Personal information
- Full name: George Christian Gniel
- Date of birth: 6 April 1919
- Place of birth: Hopetoun, Victoria
- Date of death: 12 September 1989 (aged 70)
- Place of death: Geelong, Victoria
- Original team(s): Guild Scouts
- Debut: Round 1, 1939, Geelong vs. Collingwood, at Victoria Park
- Height: 183 cm (6 ft 0 in)
- Weight: 80.5 kg (177 lb)

Playing career^{1}
- Years: Club / Games (Goals)
- 1939–1941: Geelong / 051 0(3)
- 1942–1943: Carlton / 029 0(0)
- 1944–1947: Geelong / 063 0(8)
- Total:  / 143 (11)
- ^{1} Playing statistics correct to the end of 1947.

= George Gniel =

Australian rules footballer, born 1919

George Christian Gniel (6 April 1919 – 12 September 1989) was an Australian rules footballer in the Victorian Football League (VFL).

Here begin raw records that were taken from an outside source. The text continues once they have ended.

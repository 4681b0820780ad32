//! Group-aware cache provider

use std::sync::Arc;
use std::time::Instant;

use serde::{de::DeserializeOwned, Serialize};
use tracing::{debug, trace, warn};

use grouped_cache_core::{
    CacheError, CacheMetrics, CacheOperation, GcPolicy, IdGenerator, JsonSerializer,
    KeyValueStore, NoopMetrics, SchemaIdGenerator, Serializer,
};

mod catalog;
mod connect;

/// Default catalog lifetime cap: seven days
pub const DEFAULT_CATALOG_DURATION: u64 = 7 * 24 * 60 * 60;

/// Configuration for GroupCacheProvider
#[derive(Debug, Clone)]
pub struct ProviderConfig {
    /// Prefix for every member and catalog id
    pub schema: String,
    /// Catalog lifetime cap in seconds (0 = unbounded)
    pub catalog_duration: u64,
    /// When catalog writes also sweep stale members
    pub gc_policy: GcPolicy,
}

impl Default for ProviderConfig {
    fn default() -> Self {
        Self {
            schema: String::new(),
            catalog_duration: DEFAULT_CATALOG_DURATION,
            gc_policy: GcPolicy::default(),
        }
    }
}

impl ProviderConfig {
    /// Create config with a schema prefix
    pub fn with_schema(schema: impl Into<String>) -> Self {
        Self {
            schema: schema.into(),
            ..Default::default()
        }
    }

    /// Set the catalog lifetime cap (0 = unbounded)
    pub fn catalog_duration(mut self, seconds: u64) -> Self {
        self.catalog_duration = seconds;
        self
    }

    /// Set the sweep sampling policy
    pub fn gc_policy(mut self, policy: GcPolicy) -> Self {
        self.gc_policy = policy;
        self
    }
}

/// Cache provider that adds group invalidation to a flat key-value store
///
/// Each group gets a catalog entry listing its members' ids; writes keep the
/// catalogs up to date and group invalidation walks them. Nothing here is
/// transactional: a catalog and the entry it references are written
/// separately, and concurrent writers to one group may drop each other's
/// catalog insertions. Expiry and sampled sweeps clean up what that leaves
/// behind.
///
/// A provider built without a store (see [`GroupCacheProvider::disabled`])
/// answers every call with `false`, an empty result, or the caller's default.
///
/// Generic over:
/// - `S`: the key-value store (Memory, Redis)
/// - `Z`: the serializer (JSON, MessagePack, Bincode)
/// - `I`: the id generator
/// - `M`: the metrics collector
pub struct GroupCacheProvider<S, Z = JsonSerializer, I = SchemaIdGenerator, M = NoopMetrics>
where
    S: KeyValueStore,
    Z: Serializer,
    I: IdGenerator,
    M: CacheMetrics,
{
    store: Option<Arc<S>>,
    serializer: Arc<Z>,
    ids: Arc<I>,
    metrics: Arc<M>,
    config: ProviderConfig,
}

// Constructors for default serializer/ids/metrics
impl<S: KeyValueStore> GroupCacheProvider<S> {
    /// Create a provider over a connected store
    pub fn new(store: S, config: ProviderConfig) -> Self {
        Self::with_serializer_and_metrics(store, JsonSerializer, NoopMetrics, config)
    }

    /// Create a provider with no usable store
    pub fn disabled(config: ProviderConfig) -> Self {
        let ids = SchemaIdGenerator::new(config.schema.clone());
        Self::from_parts(None, JsonSerializer, ids, NoopMetrics, config)
    }
}

impl<S, Z, M> GroupCacheProvider<S, Z, SchemaIdGenerator, M>
where
    S: KeyValueStore,
    Z: Serializer,
    M: CacheMetrics,
{
    /// Create a provider with custom serializer and metrics
    pub fn with_serializer_and_metrics(
        store: S,
        serializer: Z,
        metrics: M,
        config: ProviderConfig,
    ) -> Self {
        let ids = SchemaIdGenerator::new(config.schema.clone());
        Self::from_parts(Some(store), serializer, ids, metrics, config)
    }
}

// Full generic implementation
impl<S, Z, I, M> GroupCacheProvider<S, Z, I, M>
where
    S: KeyValueStore,
    Z: Serializer,
    I: IdGenerator,
    M: CacheMetrics,
{
    /// Assemble a provider from every part; `None` builds it disabled
    pub fn from_parts(
        store: Option<S>,
        serializer: Z,
        ids: I,
        metrics: M,
        config: ProviderConfig,
    ) -> Self {
        Self {
            store: store.map(Arc::new),
            serializer: Arc::new(serializer),
            ids: Arc::new(ids),
            metrics: Arc::new(metrics),
            config,
        }
    }

    /// Whether a store is attached
    pub fn is_enabled(&self) -> bool {
        self.store.is_some()
    }

    /// The attached store, if any
    pub fn store(&self) -> Option<&S> {
        self.store.as_deref()
    }

    /// Provider configuration
    pub fn config(&self) -> &ProviderConfig {
        &self.config
    }

    /// Store a value under `(group, key)` and register it in every catalog of
    /// `groups`
    ///
    /// An empty `group` skips catalog work entirely. `duration` is the TTL in
    /// seconds; 0 stores the value without expiry. Returns whether the entry
    /// itself was written: a failed catalog write is logged but does not
    /// change the result.
    pub async fn set<T>(
        &self,
        groups: &[&str],
        group: &str,
        key: &str,
        value: &T,
        duration: u64,
    ) -> bool
    where
        T: Serialize,
    {
        let Some(store) = self.store.as_deref() else {
            return false;
        };
        let start = Instant::now();
        let uid = self.ids.member_id(group, key);

        let payload = match self.serializer.serialize(value) {
            Ok(payload) => payload,
            Err(e) => {
                warn!(id = %uid, error = %e, "value could not be serialized, not cached");
                return false;
            }
        };

        let mut catalogs_failed = 0usize;
        if !group.is_empty() {
            for name in groups {
                if !self.register_member(store, name, &uid, duration).await {
                    catalogs_failed += 1;
                }
            }
        }

        let written = match store.set(&uid, payload, duration).await {
            Ok(()) => true,
            Err(e) => {
                self.report_failure(CacheOperation::Set, &uid, &e);
                false
            }
        };

        if catalogs_failed > 0 {
            debug!(
                id = %uid,
                catalogs_failed,
                "entry may be missed by group invalidation"
            );
        }
        trace!(id = %uid, groups = groups.len(), duration, written, "entry stored");
        self.metrics
            .record_latency(CacheOperation::Set, start.elapsed());
        written
    }

    /// Read the value under `(group, key)`, or `default` when it is absent,
    /// unreadable, or not a `T`
    pub async fn get<T>(&self, group: &str, key: &str, default: T) -> T
    where
        T: DeserializeOwned,
    {
        self.try_get(group, key).await.unwrap_or(default)
    }

    /// Read the value under `(group, key)` if there is a usable one
    pub async fn try_get<T>(&self, group: &str, key: &str) -> Option<T>
    where
        T: DeserializeOwned,
    {
        let store = self.store.as_deref()?;
        let start = Instant::now();
        let uid = self.ids.member_id(group, key);

        let value = match store.get(&uid).await {
            Ok(Some(bytes)) => match self.serializer.deserialize::<T>(&bytes) {
                Ok(value) => Some(value),
                Err(e) => {
                    debug!(id = %uid, error = %e, "stored value not decodable, treated as miss");
                    None
                }
            },
            Ok(None) => None,
            Err(e) => {
                self.report_failure(CacheOperation::Get, &uid, &e);
                None
            }
        };

        if value.is_some() {
            self.metrics.record_hit(&uid);
        } else {
            self.metrics.record_miss(&uid);
        }
        self.metrics
            .record_latency(CacheOperation::Get, start.elapsed());
        value
    }

    /// Delete the entry under `(group, key)`
    ///
    /// Catalogs keep listing the id until a sweep or a group invalidation
    /// drops it. Returns whether a key was actually removed.
    pub async fn invalidate(&self, group: &str, key: &str) -> bool {
        let Some(store) = self.store.as_deref() else {
            return false;
        };
        let start = Instant::now();
        let uid = self.ids.member_id(group, key);

        let removed = match store.delete(&uid).await {
            Ok(count) => count,
            Err(e) => {
                self.report_failure(CacheOperation::Invalidate, &uid, &e);
                0
            }
        };

        self.metrics
            .record_latency(CacheOperation::Invalidate, start.elapsed());
        removed > 0
    }

    /// Flush the whole active namespace, entries and catalogs alike
    pub async fn invalidate_all(&self) -> bool {
        let Some(store) = self.store.as_deref() else {
            return false;
        };
        let start = Instant::now();

        let flushed = match store.flush().await {
            Ok(()) => true,
            Err(e) => {
                self.report_failure(CacheOperation::InvalidateAll, "*", &e);
                false
            }
        };

        debug!(store = store.name(), flushed, "namespace flushed");
        self.metrics
            .record_latency(CacheOperation::InvalidateAll, start.elapsed());
        flushed
    }

    /// Switch the store's active logical database
    pub async fn select(&self, index: i64) -> bool {
        let Some(store) = self.store.as_deref() else {
            return false;
        };
        let start = Instant::now();

        let selected = match store.select(index).await {
            Ok(()) => true,
            Err(e) => {
                self.report_failure(CacheOperation::Select, &index.to_string(), &e);
                false
            }
        };

        self.metrics
            .record_latency(CacheOperation::Select, start.elapsed());
        selected
    }

    /// Log and count a store call whose failure is being swallowed
    fn report_failure(&self, operation: CacheOperation, id: &str, err: &CacheError) {
        warn!(
            operation = operation.as_str(),
            id = %id,
            error = %err,
            "store call failed"
        );
        self.metrics.record_store_error(operation);
    }
}

impl<S, Z, I, M> Clone for GroupCacheProvider<S, Z, I, M>
where
    S: KeyValueStore,
    Z: Serializer,
    I: IdGenerator,
    M: CacheMetrics,
{
    fn clone(&self) -> Self {
        Self {
            store: self.store.clone(),
            serializer: self.serializer.clone(),
            ids: self.ids.clone(),
            metrics: self.metrics.clone(),
            config: self.config.clone(),
        }
    }
}
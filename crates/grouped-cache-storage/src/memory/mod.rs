//! In-memory key-value store

mod backend;

pub use backend::{MemoryStore, StoreStats};
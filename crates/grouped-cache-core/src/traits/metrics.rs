//! Metrics trait for provider observability

use std::time::Duration;

/// Provider operation for latency and error tracking
#[derive(Debug, Clone, Copy, PartialEq, Eq, Hash)]
pub enum CacheOperation {
    Get,
    Set,
    Invalidate,
    InvalidateGroup,
    InvalidateAll,
    Select,
    CatalogLoad,
    CatalogStore,
    CatalogSweep,
}

impl CacheOperation {
    /// Get operation as string label
    pub fn as_str(&self) -> &'static str {
        match self {
            CacheOperation::Get => "get",
            CacheOperation::Set => "set",
            CacheOperation::Invalidate => "invalidate",
            CacheOperation::InvalidateGroup => "invalidate_group",
            CacheOperation::InvalidateAll => "invalidate_all",
            CacheOperation::Select => "select",
            CacheOperation::CatalogLoad => "catalog_load",
            CacheOperation::CatalogStore => "catalog_store",
            CacheOperation::CatalogSweep => "catalog_sweep",
        }
    }
}

/// Trait for provider metrics
///
/// Implement this to integrate with your metrics system (Prometheus, StatsD, etc.)
pub trait CacheMetrics: Send + Sync + 'static {
    /// Record a cache hit
    fn record_hit(&self, id: &str);

    /// Record a cache miss (absent or undecodable entry)
    fn record_miss(&self, id: &str);

    /// Record operation latency
    fn record_latency(&self, operation: CacheOperation, duration: Duration);

    /// Record a store call that failed and was swallowed
    fn record_store_error(&self, operation: CacheOperation);

    /// Record how many store keys a group invalidation removed
    fn record_group_invalidation(&self, group: &str, removed: u64);

    /// Record one catalog garbage-collection pass
    fn record_sweep(&self, group: &str, scanned: usize, reclaimed: usize);
}

/// No-op metrics implementation (default)
#[derive(Debug, Clone, Copy, Default)]
pub struct NoopMetrics;

impl CacheMetrics for NoopMetrics {
    #[inline]
    fn record_hit(&self, _id: &str) {}

    #[inline]
    fn record_miss(&self, _id: &str) {}

    #[inline]
    fn record_latency(&self, _operation: CacheOperation, _duration: Duration) {}

    #[inline]
    fn record_store_error(&self, _operation: CacheOperation) {}

    #[inline]
    fn record_group_invalidation(&self, _group: &str, _removed: u64) {}

    #[inline]
    fn record_sweep(&self, _group: &str, _scanned: usize, _reclaimed: usize) {}
}

/// Metrics adapter using the `metrics` crate
///
/// # Example
/// ```ignore
/// use grouped_cache_core::MetricsCrateAdapter;
///
/// let metrics = MetricsCrateAdapter::new("grouped_cache");
/// // Emits: grouped_cache_hits_total, grouped_cache_sweep_reclaimed_total, ...
/// ```
#[cfg(feature = "metrics")]
#[derive(Debug, Clone)]
pub struct MetricsCrateAdapter {
    prefix: String,
}

#[cfg(feature = "metrics")]
impl MetricsCrateAdapter {
    /// Create a new adapter with the given metric name prefix
    pub fn new(prefix: impl Into<String>) -> Self {
        Self {
            prefix: prefix.into(),
        }
    }

    fn metric_name(&self, name: &str) -> String {
        format!("{}_{}", self.prefix, name)
    }
}

#[cfg(feature = "metrics")]
impl CacheMetrics for MetricsCrateAdapter {
    fn record_hit(&self, _id: &str) {
        metrics::counter!(self.metric_name("hits_total")).increment(1);
    }

    fn record_miss(&self, _id: &str) {
        metrics::counter!(self.metric_name("misses_total")).increment(1);
    }

    fn record_latency(&self, operation: CacheOperation, duration: Duration) {
        metrics::histogram!(
            self.metric_name("operation_duration_seconds"),
            "operation" => operation.as_str()
        )
        .record(duration.as_secs_f64());
    }

    fn record_store_error(&self, operation: CacheOperation) {
        metrics::counter!(
            self.metric_name("store_errors_total"),
            "operation" => operation.as_str()
        )
        .increment(1);
    }

    fn record_group_invalidation(&self, _group: &str, removed: u64) {
        metrics::counter!(self.metric_name("group_invalidations_total")).increment(1);
        metrics::counter!(self.metric_name("group_invalidated_keys_total")).increment(removed);
    }

    fn record_sweep(&self, _group: &str, scanned: usize, reclaimed: usize) {
        metrics::counter!(self.metric_name("sweeps_total")).increment(1);
        metrics::counter!(self.metric_name("sweep_scanned_total")).increment(scanned as u64);
        metrics::counter!(self.metric_name("sweep_reclaimed_total")).increment(reclaimed as u64);
    }
}

#[cfg(test)]
mod tests {
    use super::*;

    #[test]
    fn test_operation_as_str() {
        assert_eq!(CacheOperation::Get.as_str(), "get");
        assert_eq!(CacheOperation::InvalidateGroup.as_str(), "invalidate_group");
        assert_eq!(CacheOperation::CatalogSweep.as_str(), "catalog_sweep");
    }

    #[test]
    fn test_noop_metrics() {
        let metrics = NoopMetrics;
        metrics.record_hit("id");
        metrics.record_miss("id");
        metrics.record_latency(CacheOperation::Set, Duration::from_millis(1));
        metrics.record_sweep("users", 10, 3);
    }
}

Gniel debuted in the VFL for Geelong. He was recruited by the Carlton Football Club and made his debut for the Blues in round 2 of the 1942 season. After winning the best and fairest award in 1943 he decided to leave the Blues and return to Geelong to finish his career, being named captain in 1947. The next year Gneil was cleared to Tasmania to coach and play with APPM club in the NWFU. He remained in that region until 1950, also being chosen to represent the NWFU in intrastate matches.